EEOC Updates Vaccine Religious Exemption Guidance

Companies can ask for more facts on a belief, and employees must comply or risk losing the right to sue over denied claim.

October 27, 2021

Bottles of the Coronavirus Vaccine

ALEXANDRIA, Va.—Employees who are seeking religious exemptions from a mandated COVID-19 vaccination policy have to let their employer know they intend to seek a religious exemption, but they don’t have to say "magic words" such as "religious accommodation" or "Title VII" to activate their employer's legal obligations, reports Reuters.

The Equal Employment Opportunity Commission (EEOC) has updated its technical guidance on when companies must exempt employees from COVID-19 vaccine mandates for religious reasons. The EEOC said that companies should assume that workers' professed religious beliefs are sincere, but they can ask for more information from the employee in a limited manner.
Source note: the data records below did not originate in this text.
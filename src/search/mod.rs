//! Search module for the Tic-Tac-Toe AI
//!
//! Contains the exhaustive minimax search with alpha-beta pruning and the
//! terminal scoring it uses.

pub mod alphabeta;

pub use alphabeta::{evaluate, SearchResult, SearchStats, Searcher, MAXIMIZER, WIN_SCORE};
An employee who fails to provide requested information risks losing any subsequent claim that the employer improperly denied an accommodation, the EEOC said.

Last month, President Biden announced a sweeping vaccine mandate for federal employees and contractors, plus companies with more than 100 employees as part of a White House action plan to address the latest rise in COVID-19 cases in the United States.
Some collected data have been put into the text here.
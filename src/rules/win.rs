//! Win and draw detection for N×N Tic-Tac-Toe
//!
//! A player wins by filling an entire row, an entire column, or either of
//! the two main diagonals. A board with no empty cell and no winner is a draw.
//! Nothing is tracked incrementally: every query scans the board, since the
//! same checks run on real boards and on speculative boards inside search.

use crate::board::{Board, Cell, GameStatus, Player, Pos};

/// Check if `player` occupies every cell of some row, column or main diagonal
#[inline]
pub fn has_line(board: &Board, player: Player) -> bool {
    let n = board.size();
    let cells = board.cells();
    let mark = Cell::from(player);
    let owns = |row: usize, col: usize| cells[row * n + col] == mark;

    (0..n).any(|i| (0..n).all(|j| owns(i, j)) || (0..n).all(|j| owns(j, i)))
        || (0..n).all(|i| owns(i, i))
        || (0..n).all(|i| owns(i, n - 1 - i))
}

/// Check if no empty cell remains
#[inline]
pub fn is_full(board: &Board) -> bool {
    !board.cells().iter().any(|c| c.is_empty())
}

/// Every winnable line: rows, then columns, then the main diagonal and
/// the anti-diagonal.
pub fn lines(size: usize) -> impl Iterator<Item = Vec<Pos>> {
    let rows = (0..size).map(move |r| (0..size).map(|c| Pos::new(r, c)).collect::<Vec<_>>());
    let cols = (0..size).map(move |c| (0..size).map(|r| Pos::new(r, c)).collect::<Vec<_>>());
    let diag = std::iter::once((0..size).map(|i| Pos::new(i, i)).collect::<Vec<_>>());
    let anti = std::iter::once((0..size).map(|i| Pos::new(i, size - 1 - i)).collect::<Vec<_>>());
    rows.chain(cols).chain(diag).chain(anti)
}

/// Find the first completed line for `player`, if any
pub fn winning_line(board: &Board, player: Player) -> Option<Vec<Pos>> {
    let mark = Cell::from(player);
    lines(board.size()).find(|line| line.iter().all(|&pos| board.get(pos) == Some(mark)))
}

/// Classify the position. X's line is checked before O's, then fullness.
pub fn check_status(board: &Board) -> GameStatus {
    if has_line(board, Player::X) {
        GameStatus::Won(Player::X)
    } else if has_line(board, Player::O) {
        GameStatus::Won(Player::O)
    } else if is_full(board) {
        GameStatus::Draw
    } else {
        GameStatus::InProgress
    }
}

#[cfg(test)]
mod tests {
    use super::*;

    fn board_with(size: usize, player: Player, positions: &[(usize, usize)]) -> Board {
        let mut board = Board::new(size);
        for &(row, col) in positions {
            board.mark(Pos::new(row, col), player);
        }
        board
    }

    #[test]
    fn test_empty_board_has_no_line() {
        for size in 1..=5 {
            let board = Board::new(size);
            assert!(!has_line(&board, Player::X));
            assert!(!has_line(&board, Player::O));
        }
    }

    #[test]
    fn test_row_line() {
        let board = board_with(3, Player::X, &[(1, 0), (1, 1), (1, 2)]);
        assert!(has_line(&board, Player::X));
        assert!(!has_line(&board, Player::O));
    }

    #[test]
    fn test_column_line() {
        let board = board_with(4, Player::O, &[(0, 3), (1, 3), (2, 3), (3, 3)]);
        assert!(has_line(&board, Player::O));
    }

    #[test]
    fn test_main_diagonal() {
        let board = board_with(4, Player::X, &[(0, 0), (1, 1), (2, 2), (3, 3)]);
        assert!(has_line(&board, Player::X));
    }

    #[test]
    fn test_anti_diagonal() {
        let board = board_with(3, Player::O, &[(0, 2), (1, 1), (2, 0)]);
        assert!(has_line(&board, Player::O));
    }

    #[test]
    fn test_three_of_four_not_line() {
        let board = board_with(4, Player::X, &[(2, 0), (2, 1), (2, 2)]);
        assert!(!has_line(&board, Player::X));
    }

    #[test]
    fn test_broken_diagonal_not_line() {
        let mut board = board_with(3, Player::X, &[(0, 0), (2, 2)]);
        board.mark(Pos::new(1, 1), Player::O);
        assert!(!has_line(&board, Player::X));
        assert!(!has_line(&board, Player::O));
    }

    #[test]
    fn test_is_full() {
        let mut board = Board::new(2);
        assert!(!is_full(&board));
        board.mark(Pos::new(0, 0), Player::X);
        board.mark(Pos::new(0, 1), Player::O);
        board.mark(Pos::new(1, 0), Player::O);
        assert!(!is_full(&board));
        board.mark(Pos::new(1, 1), Player::X);
        assert!(is_full(&board));
    }

    #[test]
    fn test_lines_count() {
        assert_eq!(lines(3).count(), 8);
        assert_eq!(lines(4).count(), 10);
        assert!(lines(4).all(|line| line.len() == 4));
    }

    #[test]
    fn test_winning_line_positions() {
        let board = board_with(3, Player::O, &[(0, 2), (1, 1), (2, 0)]);
        assert_eq!(
            winning_line(&board, Player::O),
            Some(vec![Pos::new(0, 2), Pos::new(1, 1), Pos::new(2, 0)])
        );
        assert_eq!(winning_line(&board, Player::X), None);
    }

    #[test]
    fn test_check_status_prefers_x() {
        let mut board = board_with(3, Player::X, &[(0, 0), (0, 1), (0, 2)]);
        for col in 0..3 {
            board.mark(Pos::new(2, col), Player::O);
        }
        assert_eq!(check_status(&board), GameStatus::Won(Player::X));
    }

    #[test]
    fn test_check_status_draw_and_ongoing() {
        let board: Board = "XOX/XOO/OXX".parse().unwrap();
        assert_eq!(check_status(&board), GameStatus::Draw);

        let board: Board = "XO./.../...".parse().unwrap();
        assert_eq!(check_status(&board), GameStatus::InProgress);
    }
}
Many big companies have already set a vaccine mandate. IBM said its employees must be vaccinated by Dec. 8 despite how often they come into the office, or they’ll face unpaid suspension. 3M, Disney, Google, Microsoft and Procter & Gamble are some of the major companies who have required the vaccine.

Coca-Cola is also mandating its employees get inoculated, but it’s also offering a $2,000 one-time bonus to each fully vaccinated staffer as well as those who receive medical or religious exemptions by the government’s Dec. 8 deadline, reports the Atlanta Journal-Constitution. Coca-Cola is not allowing employees to receive weekly testing, which is an option Biden offers in his vaccine mandate.
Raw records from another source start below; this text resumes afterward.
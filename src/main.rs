//! Tic-Tac-Toe GUI
//!
//! Play against the computer or another player on a 3×3 or 4×4 board.

use std::path::PathBuf;

use clap::Parser;
use tictactoe::ui::{GameMode, TicTacToeApp};
use tictactoe::AppConfig;
use tracing::{info, warn};
use tracing_subscriber::EnvFilter;

#[derive(Parser, Debug)]
#[command(name = "tictactoe", about = "N×N Tic-Tac-Toe against a minimax computer")]
struct Cli {
    /// Path to a TOML config file
    #[arg(short, long, value_name = "FILE")]
    config: Option<PathBuf>,

    /// Skip the mode menu
    #[arg(short, long, value_enum)]
    mode: Option<GameMode>,

    /// Skip the size menu
    #[arg(short, long)]
    size: Option<usize>,
}

fn main() -> Result<(), eframe::Error> {
    tracing_subscriber::fmt()
        .with_env_filter(
            EnvFilter::try_from_default_env().unwrap_or_else(|_| EnvFilter::new("info,tictactoe=debug")),
        )
        .init();

    let cli = Cli::parse();

    let mut config = match &cli.config {
        Some(path) => AppConfig::from_file(path).unwrap_or_else(|err| {
            warn!(%err, "falling back to default config");
            AppConfig::default()
        }),
        None => AppConfig::default(),
    };

    if let Some(mode) = cli.mode {
        config.game.mode = Some(mode);
    }
    if let Some(size) = cli.size {
        config.game.size = Some(size);
    }
    if let Err(err) = config.validate() {
        warn!(%err, "ignoring invalid game settings");
        config.game.size = None;
    }

    info!(mode = ?config.game.mode, size = ?config.game.size, "starting Tic-Tac-Toe");

    let options = eframe::NativeOptions {
        viewport: egui::ViewportBuilder::default()
            .with_inner_size([config.window.width + 260.0, config.window.height])
            .with_min_inner_size([600.0, 500.0])
            .with_title(config.window.title.clone()),
        ..Default::default()
    };

    eframe::run_native(
        "Tic Tac Toe",
        options,
        Box::new(|cc| Ok(Box::new(TicTacToeApp::new(cc, config)))),
    )
}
American Airlines is requiring all employees to be vaccinated by Nov. 24. Alaska, JetBlue and Southwest also have mandated the vaccine for team members. However, some regional airlines that are contracted by larger airlines, such as United, American and Delta, have not mandated that employees receive the vaccine, even though tickets for these flights are sold under the larger airline’s name, reports CNBC.

Earlier this month, Biden said the mandate ruling can be expected "soon." The Labor Department on Oct. 12 submitted to the White House the initial text of the COVID-19 vaccine mandate ruling, reports Reuters.